_ACTIVITY:_ Each line of the data that includes the string "backend" is to be copied out.

== DATA SHOWN

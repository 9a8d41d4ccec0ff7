//! HTTP server module for the explorer backend.
//!
//! Exposes the catalog, the calculators and the analysis endpoints as a REST
//! API over the service layer.
//!
//! # Architecture
//!
//! ```text
//! ┌──────────────────────────────────────────────────────────┐
//! │  HTTP Layer (axum handlers)                               │
//! │  - Request parsing and validation                         │
//! │  - JSON serialization/deserialization                     │
//! │  - CORS, compression, error handling                      │
//! └───────────────────┬──────────────────────────────────────┘
//!                     │
//! ┌───────────────────▼──────────────────────────────────────┐
//! │  Service Layer (services/)                                │
//! │  - Classification, scoring, projection, filtering         │
//! │  - Mock analysis and ML backend proxy                     │
//! └───────────────────┬──────────────────────────────────────┘
//!                     │
//! ┌───────────────────▼──────────────────────────────────────┐
//! │  Catalog (models/)                                        │
//! │  - Immutable seed records shared across requests          │
//! └──────────────────────────────────────────────────────────┘
//! ```

pub mod dto;
pub mod error;
pub mod handlers;
pub mod router;
pub mod state;

pub use router::create_router;
pub use state::AppState;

====

_REPLY TO THE TASK:_
//! HTTP server module for the explorer backend.
//! │  - Mock analysis and ML backend proxy                     │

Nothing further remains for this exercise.